The Threembak Kentir's

Xie Nur
Chapter #35

Sayonara, Tahun Baru! (3)

Pendakian Gunung Sumbing

*Hari Operasional Pertama (HOP1: 20.30 – 21.00 WIB): Mencari Bang Mufakat

Pheenux tiba-tiba menabrakku yang sedang mengantuk. Akibatnya gerak tubuhku yang tidak terkontrol tanpa bisa kucegah langsung menjatuhi Citonk yang berjalan paling depan. Tepatnya, tanganku refleks mencari sandaran. Maunya sih, sandaran hati, tapi nemunya malah kaki. Kaki Citonk yang kuganduli tubuhnya jadi ambruk. Saat bersamaan mukaku sekonyong-konyong menghantam tanah tanpa ampun.

Intinya tiga barisan di depan Ujang tumbang pada nyungsep mencium tanah. Sungguh efek domino yang dramatis.

“Sush, apa-apaan sih!” omel Citonk yang jatuh paling depan. Dia berusaha menghempas tanganku yang menggelayut di kakinya.

“Sori, Tonk. Tanganku gerak sendiri.” ujarku sambil berusaha bangun. “Pheenux tuh, yang dorong aku duluan.” imbuhku menoleh pada Pheenux yang menimpaku hampir separuh tubuh.

Dia terlihat merangkak menjauh. Deretan gigi Pheenux yang putih memantulkan cahaya dari senter Kentang yang tengah menyorot ke arah kami. Ujang tampak membantu melepaskan carrier yang saat itu sedang dipakai Pheenux, seolah dia itu pahlawan sekaligus kambing hitam.

“Ujang nih?” tuduh Pheenux sama sekali tidak mengucapkan terima kasih.

“Kok aku?” protes Ujang. “Tapi demi kamu Pen, jadi kambing hitam guling. Atau sate kambing hitam ga pa-pa.”

“Sak karepmu! Terserah!” balas Pheenux yang tidak mempan dengan gombalan dalam kesempatan di tengah kesempitan. “Sori, Tonk. Tadi aku ketiduran.”
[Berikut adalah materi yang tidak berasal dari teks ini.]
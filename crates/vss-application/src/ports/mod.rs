//! Application Port Interfaces
//!
//! ## Organization
//!
//! - **registry/** - Auto-registration system for plugin providers
//! - **services.rs** - Application service interfaces (search)

/// Provider registry for dynamic provider discovery
pub mod registry;
/// Application service interfaces
pub mod services;

pub use registry::{
    CacheProviderConfig, CacheProviderEntry, EmbeddingModelConfig, EmbeddingModelEntry,
    ObjectStoreConfig, ObjectStoreEntry, list_cache_providers, list_embedding_models,
    list_object_stores, resolve_cache_provider, resolve_embedding_model, resolve_object_store,
};
pub use services::SearchServiceInterface;
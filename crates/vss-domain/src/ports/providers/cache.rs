//! Embedding Cache Provider Port
//!
//! Process-wide memo from a stable image identity (bucket plus object key) to its
//! normalized embedding. Survives across requests; bounded in size with
//! least-recently-used eviction.

use serde::{Deserialize, Serialize};

use crate::value_objects::{CacheKey, EmbeddingVector};

/// Cache Operation Statistics
///
/// Tracks cache performance metrics including hits, misses, and hit rate.
#[derive(Debug, Clone, Serialize, Deserialize, Default, PartialEq)]
pub struct CacheStats {
    /// Number of cache hits
    pub hits: u64,
    /// Number of cache misses
    pub misses: u64,
    /// Number of cache entries
    pub entries: u64,
    /// Maximum number of entries
    pub capacity: u64,
}

impl CacheStats {
    /// Calculate hit rate from hits and misses
    pub fn hit_rate(&self) -> f64 {
        let total = self.hits + self.misses;
        if total > 0 {
            self.hits as f64 / total as f64
        } else {
            0.0
        }
    }
}

/// Embedding Cache Interface
///
/// All operations must be safe under concurrent use from several in-flight
/// requests. After `insert` returns, the cache holds at most `capacity`
/// entries and any evicted entry was the least recently used one.
///
/// Operations are synchronous: they never wait on I/O.
pub trait EmbeddingCacheProvider: Send + Sync + std::fmt::Debug {
    /// Look up a key, marking it as recently used on hit
    fn get(&self, key: &CacheKey) -> Option<EmbeddingVector>;

    /// Insert or replace an entry, evicting beyond capacity
    fn insert(&self, key: CacheKey, vector: EmbeddingVector);

    /// Whether the key is present, without touching recency
    fn contains(&self, key: &CacheKey) -> bool;

    /// Number of entries currently held
    fn len(&self) -> usize;

    /// Whether the cache is empty
    fn is_empty(&self) -> bool {
        self.len() == 0
    }

    /// Drop every entry
    fn clear(&self);

    /// Get cache statistics
    fn stats(&self) -> CacheStats;

    /// Get the name/identifier of this provider implementation
    ///
    /// # Returns
    /// A string identifier for the provider (e.g., "moka", "null")
    fn provider_name(&self) -> &str;
}
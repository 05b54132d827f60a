//! Key Lister
//!
//! Enumerates candidate image keys under a scope prefix, following the
//! store's paged listing until it is exhausted.

use std::sync::Arc;

use futures::stream::{self, BoxStream, StreamExt, TryStreamExt};
use tracing::{debug, trace};
use vss_domain::error::{Error, Result};
use vss_domain::ports::providers::ObjectStoreProvider;
use vss_domain::value_objects::{ObjectEntry, ObjectKey};

/// Listing cursor: `Some(None)` before the first page, `Some(Some(token))`
/// between pages, `None` once the store reported the last page.
type Cursor = Option<Option<String>>;

/// Key lister over an object store
///
/// Every call to [`KeyLister::keys`] starts a fresh enumeration, so the
/// sequence is lazy and restartable per call. Store order is preserved.
#[derive(Clone)]
pub struct KeyLister {
    store: Arc<dyn ObjectStoreProvider>,
}

impl KeyLister {
    /// Create a lister over `store`
    pub fn new(store: Arc<dyn ObjectStoreProvider>) -> Self {
        Self { store }
    }

    /// Lazily stream candidate keys under `prefix`
    ///
    /// Directory markers and keys without a supported image extension are
    /// skipped. The first store error ends the stream with
    /// [`Error::Listing`]; there is no partial listing.
    pub fn keys<'a>(
        &'a self,
        bucket: &'a str,
        prefix: &'a str,
    ) -> BoxStream<'a, Result<ObjectKey>> {
        let start: Cursor = Some(None);

        stream::try_unfold(start, move |cursor| self.next_page(bucket, prefix, cursor))
            .map_ok(|entries| stream::iter(entries.into_iter().map(Ok::<_, Error>)))
            .try_flatten()
            .try_filter_map(|entry| async move { Ok(accept(entry)) })
            .boxed()
    }

    /// Fetch the page at `cursor` and compute the cursor after it
    async fn next_page(
        &self,
        bucket: &str,
        prefix: &str,
        cursor: Cursor,
    ) -> Result<Option<(Vec<ObjectEntry>, Cursor)>> {
        let Some(token) = cursor else {
            return Ok(None);
        };

        let page = self
            .store
            .list_page(bucket, prefix, token.as_deref())
            .await
            .map_err(|e| into_listing_error(bucket, prefix, e))?;

        trace!(
            bucket,
            prefix,
            entries = page.entries.len(),
            more = page.next_token.is_some(),
            "Listed page"
        );

        // An empty or repeated token would restart or loop the enumeration.
        let next: Cursor = page
            .next_token
            .filter(|t| !t.is_empty() && Some(t) != token.as_ref())
            .map(Some);
        Ok(Some((page.entries, next)))
    }

    /// Collect every candidate key under `prefix`, in store order
    pub async fn list(&self, bucket: &str, prefix: &str) -> Result<Vec<ObjectKey>> {
        let keys: Vec<ObjectKey> = self.keys(bucket, prefix).try_collect().await?;
        debug!(bucket, prefix, count = keys.len(), "Listed candidate keys");
        Ok(keys)
    }
}

/// Keep image objects, drop folder markers and other file types
fn accept(entry: ObjectEntry) -> Option<ObjectKey> {
    if entry.is_directory_marker() {
        return None;
    }
    if !entry.key.has_supported_extension() {
        trace!(key = %entry.key, "Skipping unsupported object");
        return None;
    }
    Some(entry.key)
}

fn into_listing_error(bucket: &str, prefix: &str, error: Error) -> Error {
    match error {
        Error::Listing { .. } => error,
        other => Error::listing_with_source(
            format!("bucket '{bucket}', prefix '{prefix}': {other}"),
            other,
        ),
    }
}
“Tidur sambil jalan?” kata Ujang. “Kamu ini. Unik tapi kusuka.”

“Sama aku juga lagi nahan kantuk.” sahutku yang juga hampir jatuh tertidur. Melupakan logika bahwa Ujang sedang berusaha mempertegas hatinya untuk Pheenux.

Maafkan diriku yang tidak peka, kawan!

Ngomong-ngomong, fenomena tidur sambil jalan bukan hal baru bagiku, Pheenux dan Citonk. Semasa diksar, kami secara tidak langsung seperti dilatih tidur sambil jalan saat long march. Meski Dantib dan Tatib selalu berkoar-koar agar kami tidak tidur, tetap saja kami menyela tidur karena saking lelah dan mengantuk.

Biasanya Tatib akan mengecek apakah kami tetap terjaga atau tidak dengan cara memanggil kami satu persatu. Jangan kalian bayangkan mereka akan memanggil nama kami dengan mesra. Selama diksar kami mempunyai nama panggilan sesuai nomor urut berdasarkan abjad. Waktu itu aku mendapat nomor urut dua belas. Jadilah namaku Dua Belas selama diksar. Kalau Pheenux dia punya nama Kosong Sembilan, sementara Citonk bernama Kosong Satu. Terasa seperti tahanan suatu lapas, nggak sih?

Bahkan antar sesama teman diksar kami dilarang memanggil nama asli. Kami harus memanggil nama teman sesuai dengan name tag yang terkalungi dan bertuliskan nomor. Kalau sampai salah memanggil nama, hukuman tidak bisa terhindari.

Nah, saat pemanggilan nama atau nomor itu. Bila tidak ada jawaban, bisa dipastikan siswa yang namanya terpanggil itu sedang tidur. Atau saat seksi ketertiban menyuruh kami berhitung, lalu ada yang tidak segera melakukan penghitungan urutan selanjutnya, yah, langsung kena hajar deh, karena pasti siswa tersebut sedang terlena mimpi sesaat.

“Kalian tadi lagi pada ngapain sih,” celoteh Kentang yang duduk berseberangan dengan rombongan cewek. “Lucu banget, deh.” sambung Kentang.

Kami tidak mengacuhkannya, sibuk memeriksa tubuh dari luka lecet yang mungkin ada. Aku tak lupa memeriksa kondisi kacamata apakah aman dari retakan saat menumbuk tanah. Untungnya aman. Atas dasar pengalaman diksar, yang mana waktu itu aku memakai kacamata lensa kaca lalu pecah saat terjatuh, untuk selanjutnya aku memilih memakai kacamata dari bahan mika.